É trivial dizer que Baudelaire daria resposta negativa à pergunta “pode a foto capturar o gesto?”. Tomar a fotografia como arte leva certamente à extinção da faculdade da imaginação − o que, por sua vez, é sinônimo de apequenamento do espírito artístico. Se Baudelaire aceitasse a descrição de Jean Galard de gesto − basicamente, ato observado ao qual é embutido valor estético −, não haveria como dizer que a fotografia, destituída de valor artístico, pudesse captar plenamente um ato tomado do ponto de vista estético, um ato poético. Baudelaire (se concordasse com Galard) talvez dissesse que a foto empobrece até o próprio gesto e que o confina ao universo do simples arquivado (documentado). É sem dúvida preciso ficar atento a exageradas (por vezes inequívocas) especulações, mas não parece ser demasiado especulativo assumir, partindo de sua crítica à fotografia, que Baudelaire diria que a foto não pode apreender o gesto.
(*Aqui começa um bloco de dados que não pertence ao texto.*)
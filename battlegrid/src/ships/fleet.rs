use std::iter::FromIterator;

/// Ordered list of vessel lengths placed on every grid at the start of a round.
#[derive(Debug, Clone, Eq, PartialEq, Hash)]
pub struct Fleet(Vec<usize>);

impl Fleet {
    /// One three-cell, two two-cell and four one-cell vessels.
    pub const STANDARD: [usize; 7] = [3, 2, 2, 1, 1, 1, 1];

    /// Construct a fleet placing vessels of the given lengths, in order.
    pub fn new(lengths: Vec<usize>) -> Self {
        Fleet(lengths)
    }

    /// The fleet used by the default game.
    pub fn standard() -> Self {
        Self::new(Self::STANDARD.to_vec())
    }

    /// Vessel lengths in placement order.
    pub fn lengths(&self) -> &[usize] {
        &self.0
    }

    /// Number of vessels in the fleet.
    pub fn len(&self) -> usize {
        self.0.len()
    }

    /// Returns true if the fleet has no vessels.
    pub fn is_empty(&self) -> bool {
        self.0.is_empty()
    }

    /// Number of cells the whole fleet occupies.
    pub fn total_cells(&self) -> usize {
        self.0.iter().sum()
    }
}

impl Default for Fleet {
    fn default() -> Self {
        Self::standard()
    }
}

impl FromIterator<usize> for Fleet {
    fn from_iter<T: IntoIterator<Item = usize>>(iter: T) -> Self {
        Fleet(iter.into_iter().collect())
    }
}

#[cfg(test)]
mod tests {
    use super::*;

    #[test]
    fn standard_fleet_shape() {
        let fleet = Fleet::default();
        assert_eq!(fleet.lengths(), &[3, 2, 2, 1, 1, 1, 1]);
        assert_eq!(fleet.len(), 7);
        assert_eq!(fleet.total_cells(), 11);
    }

    #[test]
    fn collects_from_lengths() {
        let fleet: Fleet = vec![2, 1].into_iter().collect();
        assert_eq!(fleet, Fleet::new(vec![2, 1]));
        assert!(!fleet.is_empty());
    }
}
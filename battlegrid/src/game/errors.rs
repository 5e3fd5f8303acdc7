use std::io;

use thiserror::Error;

use crate::board::{RandomizationExhausted, ShotError};

/// Human input that does not name a target as two integers.
#[derive(Debug, Error, Clone, Eq, PartialEq)]
#[error("expected two whole numbers separated by a space, got {input:?}")]
pub struct MalformedInput {
    input: String,
}

impl MalformedInput {
    pub(super) fn new(input: &str) -> Self {
        Self {
            input: input.to_owned(),
        }
    }

    /// The rejected input, with surrounding whitespace removed.
    pub fn input(&self) -> &str {
        &self.input
    }
}

/// Why a targeting attempt did not produce a shot. Reported back to the human, who then
/// picks another target.
#[derive(Debug, Error, Clone, Eq, PartialEq)]
pub enum Rejection {
    #[error("invalid target: {0}")]
    Malformed(#[from] MalformedInput),
    #[error("{0}")]
    Shot(#[from] ShotError),
}

/// Error that ends a turn without a resolved shot.
#[derive(Debug, Error)]
pub enum TurnError {
    /// The computer could not find a cell left to shoot.
    #[error("no target found: {0}")]
    Exhausted(#[from] RandomizationExhausted),
    /// Reading the human's input failed, including reaching the end of input.
    #[error("could not read input: {0}")]
    Input(#[from] io::Error),
}
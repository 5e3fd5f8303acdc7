use battlegrid::{
    board::{CannotShootReason, CellState, Coordinate, Grid, PlacementGenerator},
    config::GameConfig,
    ships::{Fleet, Orientation, Vessel},
};
use proptest::prelude::*;
use rand::{rngs::StdRng, SeedableRng};

fn random_grid(seed: u64) -> Grid {
    let mut rng = StdRng::seed_from_u64(seed);
    PlacementGenerator::from_config(&GameConfig::default())
        .generate(&mut rng)
        .unwrap()
}

fn snapshot(grid: &Grid) -> Vec<CellState> {
    grid.rows().flatten().map(|(_, state)| state).collect()
}

fn live_vessels(grid: &Grid) -> usize {
    grid.vessels().iter().filter(|v| v.hit_points() > 0).count()
}

fn orientation() -> impl Strategy<Value = Orientation> {
    prop_oneof![Just(Orientation::Horizontal), Just(Orientation::Vertical)]
}

proptest! {
    #![proptest_config(ProptestConfig::with_cases(64))]

    #[test]
    fn generated_grids_hold_the_full_fleet(seed in any::<u64>()) {
        let grid = random_grid(seed);
        prop_assert_eq!(grid.vessels_afloat(), 7);
        let lengths: Vec<_> = grid.vessels().iter().map(|v| v.length()).collect();
        prop_assert_eq!(lengths, Fleet::STANDARD.to_vec());
        let ship_cells = grid.rows().flatten().filter(|&(_, s)| s == CellState::Ship).count();
        prop_assert_eq!(ship_cells, Fleet::standard().total_cells());
    }

    #[test]
    fn generated_vessels_never_touch(seed in any::<u64>()) {
        let grid = random_grid(seed);
        for (i, a) in grid.vessels().iter().enumerate() {
            for b in &grid.vessels()[i + 1..] {
                let keep_out = a.bounds().expanded(1);
                prop_assert!(b.cells().all(|c| !keep_out.contains(c)));
            }
        }
    }

    #[test]
    fn in_bounds_placement_on_empty_grid_succeeds(
        x in 0..6i32,
        y in 0..6i32,
        length in 1..=3usize,
        orientation in orientation(),
    ) {
        let vessel = Vessel::new(Coordinate::new(x, y), length, orientation);
        prop_assume!(vessel.cells().all(|c| (0..6).contains(&c.x) && (0..6).contains(&c.y)));
        let mut grid = Grid::new(6);
        grid.place_vessel(vessel.clone()).unwrap();
        prop_assert!(vessel.cells().all(|c| grid[c] == CellState::Ship));
        prop_assert_eq!(grid.vessels_afloat(), 1);
    }

    #[test]
    fn out_of_bounds_shots_change_nothing(
        seed in any::<u64>(),
        x in -20..20i32,
        y in -20..20i32,
    ) {
        prop_assume!(!(0..6).contains(&x) || !(0..6).contains(&y));
        let mut grid = random_grid(seed);
        let before = snapshot(&grid);
        let err = grid.fire_at(Coordinate::new(x, y)).unwrap_err();
        prop_assert_eq!(err.reason(), CannotShootReason::OutOfBounds);
        prop_assert_eq!(snapshot(&grid), before);
    }

    #[test]
    fn second_shot_at_a_cell_is_rejected(seed in any::<u64>(), x in 0..6i32, y in 0..6i32) {
        let mut grid = random_grid(seed);
        let coord = Coordinate::new(x, y);
        grid.fire_at(coord).unwrap();
        let after = snapshot(&grid);
        let err = grid.fire_at(coord).unwrap_err();
        prop_assert_eq!(err.reason(), CannotShootReason::AlreadyShot);
        prop_assert_eq!(snapshot(&grid), after);
    }

    #[test]
    fn afloat_count_tracks_live_vessels(
        seed in any::<u64>(),
        shots in prop::collection::vec((0..6i32, 0..6i32), 0..60),
    ) {
        let mut grid = random_grid(seed);
        for (x, y) in shots {
            let _ = grid.fire_at(Coordinate::new(x, y));
            prop_assert_eq!(grid.vessels_afloat(), live_vessels(&grid));
            for vessel in grid.vessels() {
                prop_assert!(vessel.hit_points() <= vessel.length());
            }
        }
    }
}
Ainda na carta “Salão de 1859”, Baudelaire, irritado com a índole dos artistas de sempre copiarem a natureza e tentarem fazê-lo com o máximo de detalhes (pois, afinal, a eles não há maior prazer do que uma boa cópia da natureza), pergunta em tom provocativo se esses artistas “estão convencidos da existência da natureza externa ou, se essa questão lhes tivesse parecido bem-feita demais para lhes acender a causticidade, se estão de fato certos de conhecer toda a natureza, tudo o que está contido na natureza”20 20 Cf. BAUDELAIRE, 1981. p. 71. . É mais seguro assumir que Baudelaire aí estivesse referindo-se à pintura (ao estilo que pretende reproduzir o real) do que à fotografia. Parece, porém, que tal pergunta pode ser estendida também à foto − aliás, Susan Sontag responde tal pergunta na obra On photography, quando diz que “não é a realidade que as fotografias tornam imediatamente acessível, mas imagens”21 21 Cf. SONTAG, Op. cit. p. 128, tradução nossa. No original: it is not reality that photographs make immediately accessible, but images. . Temos, aí, claramente uma resposta negativa à possibilidade da foto capturar o gesto, já que ela está atestando precisamente que não, não é possível transpô-lo como gesto no plano da imagem, pois este não é mais o plano da realidade. Sontag não parece estar lutando contra o noema da fotografia descrito por Barthes − ela não parece estar negando o fato de que aquilo que é fotografado um dia foi −, mas contra a crença de que o mundo possa ser transposto na imagem como mundo em si. Aplicando a pergunta de Baudelaire à fotografia, vê-se que caímos em mais imbróglios com relação à questão que aqui pensamos.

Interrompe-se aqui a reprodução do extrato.